China Busts Traffickers After Babies Auctioned Off for $7,800 - Bloomberg

By Bloomberg NewsJul 5, 2012 10:26 PM ET

Chinese police broke up child- trafficking rings in 15 provinces and arrested more than 800 people after babies were auctioned off to the highest bidder for up to 50,000 yuan ($7,800).
Footage aired on Chinese television today showed a police officer involved in the raids wresting a child away from a woman who had allegedly bought it. Suspects and other rescued children were also shown being taken away by police.
The July 2 raids involved 10,000 police and resulted in 181 children being freed and 802 arrests, the Ministry of Public Security said in a statement on its website yesterday. China’s one-child policy and a tradition of favoring boys have been cited as contributing to the nation’s trafficking problems.

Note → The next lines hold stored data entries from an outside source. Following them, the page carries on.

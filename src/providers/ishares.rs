use std::collections::BTreeMap;

use async_trait::async_trait;
use reqwest::header::HeaderMap;
use tracing::debug;

use crate::core::{HoldingsMap, ScrapeError};
use crate::providers::util::{into_holdings, parse_percent_weight};
use crate::providers::{FetchSettings, HoldingsProvider};

/// Product page path for each supported fund. The download endpoint hangs
/// off the product path, so funds without an entry here cannot be fetched.
#[rustfmt::skip]
pub const FUND_PATHS: &[(&str, &str)] = &[
    ("IVV",  "/239726/ishares-core-sp-500-etf"),
    ("ITOT", "/239724/ishares-core-sp-total-us-stock-market-etf"),
    ("IWM",  "/239710/ishares-russell-2000-etf"),
    ("IWF",  "/239706/ishares-russell-1000-growth-etf"),
    ("IWD",  "/239708/ishares-russell-1000-value-etf"),
    ("IJH",  "/239763/ishares-core-sp-midcap-etf"),
    ("IJR",  "/239774/ishares-core-sp-smallcap-etf"),
    ("IJK",  "/239762/ishares-sp-midcap-400-growth-etf"),
    ("DGRO", "/264623/ishares-core-dividend-growth-etf"),
    ("HDV",  "/239563/ishares-high-dividend-etf"),
    ("DVY",  "/239500/ishares-select-dividend-etf"),
    ("EFA",  "/239623/ishares-msci-eafe-etf"),
    ("IEFA", "/244049/ishares-core-msci-eafe-etf"),
    ("EEM",  "/239637/ishares-msci-emerging-markets-etf"),
    ("IEMG", "/244050/ishares-core-msci-emerging-markets-etf"),
    ("ACWI", "/239600/ishares-msci-acwi-etf"),
    ("ESGU", "/286007/fund"),
    ("DSI",  "/239667/ishares-msci-kld-400-social-etf"),
    ("IBB",  "/239699/ishares-nasdaq-biotechnology-etf"),
    ("ICLN", "/239738/ishares-global-clean-energy-etf"),
    ("IGV",  "/239771/ishares-north-american-techsoftware-etf"),
    ("ITA",  "/239502/ishares-us-aerospace-defense-etf"),
    ("SOXX", "/239705/ishares-phlx-semiconductor-etf"),
    ("MTUM", "/251614/ishares-msci-usa-momentum-factor-etf"),
    ("QUAL", "/256101/ishares-msci-usa-quality-factor-etf"),
    ("USMV", "/239695/ishares-msci-usa-minimum-volatility-etf"),
    ("VLUE", "/251616/ishares-msci-usa-value-factor-etf"),
    ("URTH", "/239696/ishares-msci-world-etf"),
    ("XT",   "/272532/ishares-exponential-technologies-etf"),
    ("SUSA", "/239692/ishares-msci-usa-esg-select-etf"),
];

const DOWNLOAD_SUFFIX: &str = "/1467271812596.ajax";

// The CSV opens with fund metadata before the holdings table starts.
const PREAMBLE_LINES: usize = 10;

// Column offsets in the holdings table.
const TICKER_COL: usize = 0;
const ASSET_CLASS_COL: usize = 3;
const WEIGHT_COL: usize = 5;

/// Fetches iShares holdings from the product page CSV download.
pub struct ISharesProvider {
    base_url: String,
    settings: FetchSettings,
}

impl ISharesProvider {
    pub fn new(base_url: &str, settings: FetchSettings) -> Self {
        ISharesProvider {
            base_url: base_url.to_string(),
            settings,
        }
    }

    fn download_url(&self, fund: &str) -> Option<String> {
        let fund = fund.to_uppercase();
        let (_, product_path) = FUND_PATHS.iter().find(|(f, _)| *f == fund)?;
        Some(format!(
            "{}/us/products{}{}?fileType=csv&fileName={}_holdings&dataType=fund",
            self.base_url, product_path, DOWNLOAD_SUFFIX, fund
        ))
    }
}

#[async_trait]
impl HoldingsProvider for ISharesProvider {
    fn name(&self) -> &'static str {
        "ishares"
    }

    async fn fetch_holdings(
        &self,
        fund: &str,
        headers: Option<HeaderMap>,
    ) -> Result<HoldingsMap, ScrapeError> {
        let url = self.download_url(fund).ok_or_else(|| {
            ScrapeError::retrieval(fund, self.name(), "no download path configured")
        })?;
        debug!("Requesting iShares holdings from {}", url);

        let client = self
            .settings
            .client()
            .map_err(|e| ScrapeError::retrieval(fund, self.name(), e))?;

        let mut request = client.get(&url);
        if let Some(extra) = headers {
            request = request.headers(extra);
        }
        let response = request
            .send()
            .await
            .map_err(|e| ScrapeError::retrieval(fund, self.name(), e))?;

        if !response.status().is_success() {
            return Err(ScrapeError::retrieval(
                fund,
                self.name(),
                format!("HTTP {}", response.status()),
            ));
        }

        let body = response
            .text()
            .await
            .map_err(|e| ScrapeError::retrieval(fund, self.name(), e))?;

        Ok(parse_holdings_csv(&body))
    }
}

/// Extracts equity ticker/weight pairs from the holdings table. Non-equity
/// rows (cash, futures, the column header itself) fail the asset class
/// check and are dropped.
fn parse_holdings_csv(body: &str) -> HoldingsMap {
    let table: String = body
        .lines()
        .skip(PREAMBLE_LINES)
        .collect::<Vec<_>>()
        .join("\n");

    let mut weights: BTreeMap<String, f64> = BTreeMap::new();
    let mut reader = csv::ReaderBuilder::new()
        .has_headers(false)
        .flexible(true)
        .from_reader(table.as_bytes());

    for record in reader.records().flatten() {
        if record.get(ASSET_CLASS_COL).map(str::trim) != Some("Equity") {
            continue;
        }
        let ticker = match record.get(TICKER_COL).map(str::trim) {
            Some(t) if !t.is_empty() => t.to_uppercase(),
            _ => continue,
        };
        let Some(weight) = record.get(WEIGHT_COL).and_then(parse_percent_weight) else {
            continue;
        };
        *weights.entry(ticker).or_default() += weight;
    }

    into_holdings(weights)
}

#[cfg(test)]
mod tests {
    use super::*;
    use wiremock::matchers::{method, path, query_param};
    use wiremock::{Mock, MockServer, ResponseTemplate};

    fn holdings_body(rows: &str) -> String {
        let preamble = "iShares Core S&P 500 ETF\n\
            Fund Holdings as of,\"Jan 02, 2024\"\n\
            Inception Date,\"May 15, 2000\"\n\
            Shares Outstanding,\"850,000,000\"\n\
            Stock,\"-\"\n\
            Bond,\"-\"\n\
            Cash,\"-\"\n\
            Other,\"-\"\n\
            \n\
            \n";
        let header = "Ticker,Name,Sector,Asset Class,Market Value,Weight (%),Notional Value,Shares\n";
        format!("{preamble}{header}{rows}")
    }

    async fn create_ishares_mock_server(fund: &str, body: &str, status_code: u16) -> MockServer {
        let mock_server = MockServer::start().await;
        let (_, product_path) = FUND_PATHS.iter().find(|(f, _)| *f == fund).unwrap();
        let expected_path = format!("/us/products{product_path}{DOWNLOAD_SUFFIX}");

        Mock::given(method("GET"))
            .and(path(&expected_path))
            .and(query_param("fileType", "csv"))
            .and(query_param("fileName", format!("{fund}_holdings")))
            .respond_with(ResponseTemplate::new(status_code).set_body_string(body))
            .mount(&mock_server)
            .await;
        mock_server
    }

    #[tokio::test]
    async fn test_ishares_fetch_parses_equity_rows() {
        let body = holdings_body(
            "AAPL,APPLE INC,Information Technology,Equity,\"300,000\",7.05,\"300,000\",1000\n\
             MSFT,MICROSOFT CORP,Information Technology,Equity,\"280,000\",6.60,\"280,000\",900\n\
             XTSLA,BLK CSH FND TREASURY,Cash and/or Derivatives,Money Market,\"9,000\",0.21,\"9,000\",9000\n",
        );
        let mock_server = create_ishares_mock_server("IVV", &body, 200).await;

        let provider = ISharesProvider::new(&mock_server.uri(), FetchSettings::default());
        let holdings = provider.fetch_holdings("IVV", None).await.unwrap();

        assert_eq!(holdings.len(), 2);
        assert_eq!(holdings["AAPL"].weight, 0.0705);
        assert_eq!(holdings["MSFT"].weight, 0.066);
    }

    #[tokio::test]
    async fn test_ishares_fetch_lowercase_fund() {
        let body = holdings_body(
            "AAPL,APPLE INC,Information Technology,Equity,\"300,000\",7.05,\"300,000\",1000\n",
        );
        let mock_server = create_ishares_mock_server("IVV", &body, 200).await;

        let provider = ISharesProvider::new(&mock_server.uri(), FetchSettings::default());
        let holdings = provider.fetch_holdings("ivv", None).await.unwrap();

        assert_eq!(holdings.len(), 1);
    }

    #[tokio::test]
    async fn test_ishares_unknown_fund() {
        let provider = ISharesProvider::new("http://localhost:9", FetchSettings::default());
        let err = provider.fetch_holdings("ZZZT", None).await.unwrap_err();

        let msg = err.to_string();
        assert!(
            msg.contains("ishares retrieval failed for ZZZT: no download path configured"),
            "{msg}"
        );
    }

    #[tokio::test]
    async fn test_ishares_fetch_http_error() {
        let mock_server = create_ishares_mock_server("IVV", "nope", 403).await;

        let provider = ISharesProvider::new(&mock_server.uri(), FetchSettings::default());
        let err = provider.fetch_holdings("IVV", None).await.unwrap_err();

        assert!(err.to_string().contains("403"), "{err}");
    }
}
use std::collections::BTreeMap;

use async_trait::async_trait;
use reqwest::header::HeaderMap;
use tracing::debug;

use crate::core::{HoldingsMap, ScrapeError};
use crate::providers::util::{into_holdings, parse_percent_weight, with_retry};
use crate::providers::{FetchSettings, HoldingsProvider};

/// Funds ARK publishes daily holdings CSVs for.
pub const FUNDS: &[&str] = &["ARKK", "ARKW", "ARKQ", "ARKF", "ARKG"];

// Column offsets in the published CSV.
const TICKER_COL: usize = 3;
const WEIGHT_COL: usize = 7;

/// Fetches ARK Invest holdings from their published CSV downloads.
pub struct ArkProvider {
    base_url: String,
    settings: FetchSettings,
}

impl ArkProvider {
    pub fn new(base_url: &str, settings: FetchSettings) -> Self {
        ArkProvider {
            base_url: base_url.to_string(),
            settings,
        }
    }

    fn download_url(&self, fund: &str) -> String {
        format!(
            "{}/wp-content/uploads/funds-etf-csv/ARK_INNOVATION_ETF_{}_HOLDINGS.csv",
            self.base_url,
            fund.to_uppercase()
        )
    }
}

#[async_trait]
impl HoldingsProvider for ArkProvider {
    fn name(&self) -> &'static str {
        "ark"
    }

    async fn fetch_holdings(
        &self,
        fund: &str,
        headers: Option<HeaderMap>,
    ) -> Result<HoldingsMap, ScrapeError> {
        let url = self.download_url(fund);
        debug!("Requesting ARK holdings from {}", url);

        let client = self
            .settings
            .client()
            .map_err(|e| ScrapeError::retrieval(fund, self.name(), e))?;

        // The download endpoint intermittently serves error pages, so bad
        // statuses are retried along with transport failures.
        let response = with_retry(
            || async {
                let mut request = client.get(&url);
                if let Some(extra) = &headers {
                    request = request.headers(extra.clone());
                }
                let response = request
                    .send()
                    .await
                    .map_err(|e| ScrapeError::retrieval(fund, self.name(), e))?;
                if !response.status().is_success() {
                    return Err(ScrapeError::retrieval(
                        fund,
                        self.name(),
                        format!("HTTP {}", response.status()),
                    ));
                }
                Ok(response)
            },
            4,
            500,
        )
        .await?;

        let body = response
            .text()
            .await
            .map_err(|e| ScrapeError::retrieval(fund, self.name(), e))?;

        Ok(parse_holdings_csv(&body))
    }
}

/// Extracts ticker/weight pairs from the holdings CSV, summing duplicate
/// tickers and dropping rows without a usable ticker or weight.
fn parse_holdings_csv(body: &str) -> HoldingsMap {
    let mut weights: BTreeMap<String, f64> = BTreeMap::new();
    let mut reader = csv::ReaderBuilder::new()
        .has_headers(true)
        .flexible(true)
        .from_reader(body.as_bytes());

    for record in reader.records().flatten() {
        let ticker = match record.get(TICKER_COL) {
            Some(t) if !t.trim().is_empty() => t.trim().to_uppercase(),
            _ => continue,
        };
        let Some(weight) = record.get(WEIGHT_COL).and_then(parse_percent_weight) else {
            continue;
        };
        *weights.entry(ticker).or_default() += weight;
    }

    into_holdings(weights)
}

A doctor at a clinic in Hebei province organized a trade in which pregnant women sold their children for up to 50,000 yuan depending on the baby’s gender and health, and its parents’ appearance, the Xinhua News Agency reported yesterday.
A suspect who had allegedly helped in the trafficking of more than 100 children was also arrested, the ministry said in the statement. It said police first became aware of one child- trafficking ring in Henan province when four suspects were found on a bus traveling with babies they intended to sell.
China started a campaign in 2009 to combat trafficking, freeing 18,000 children and 34,000 women in that time. The U.S. State Department’s 2011 Trafficking in Persons Report said that while China has increased attention to trafficking of women and children, “the government did not demonstrate evidence of significant efforts to address all forms of trafficking or effectively protect victims.”
Some families from rural farming communities sell their female babies for cash because boys are considered more valuable at home.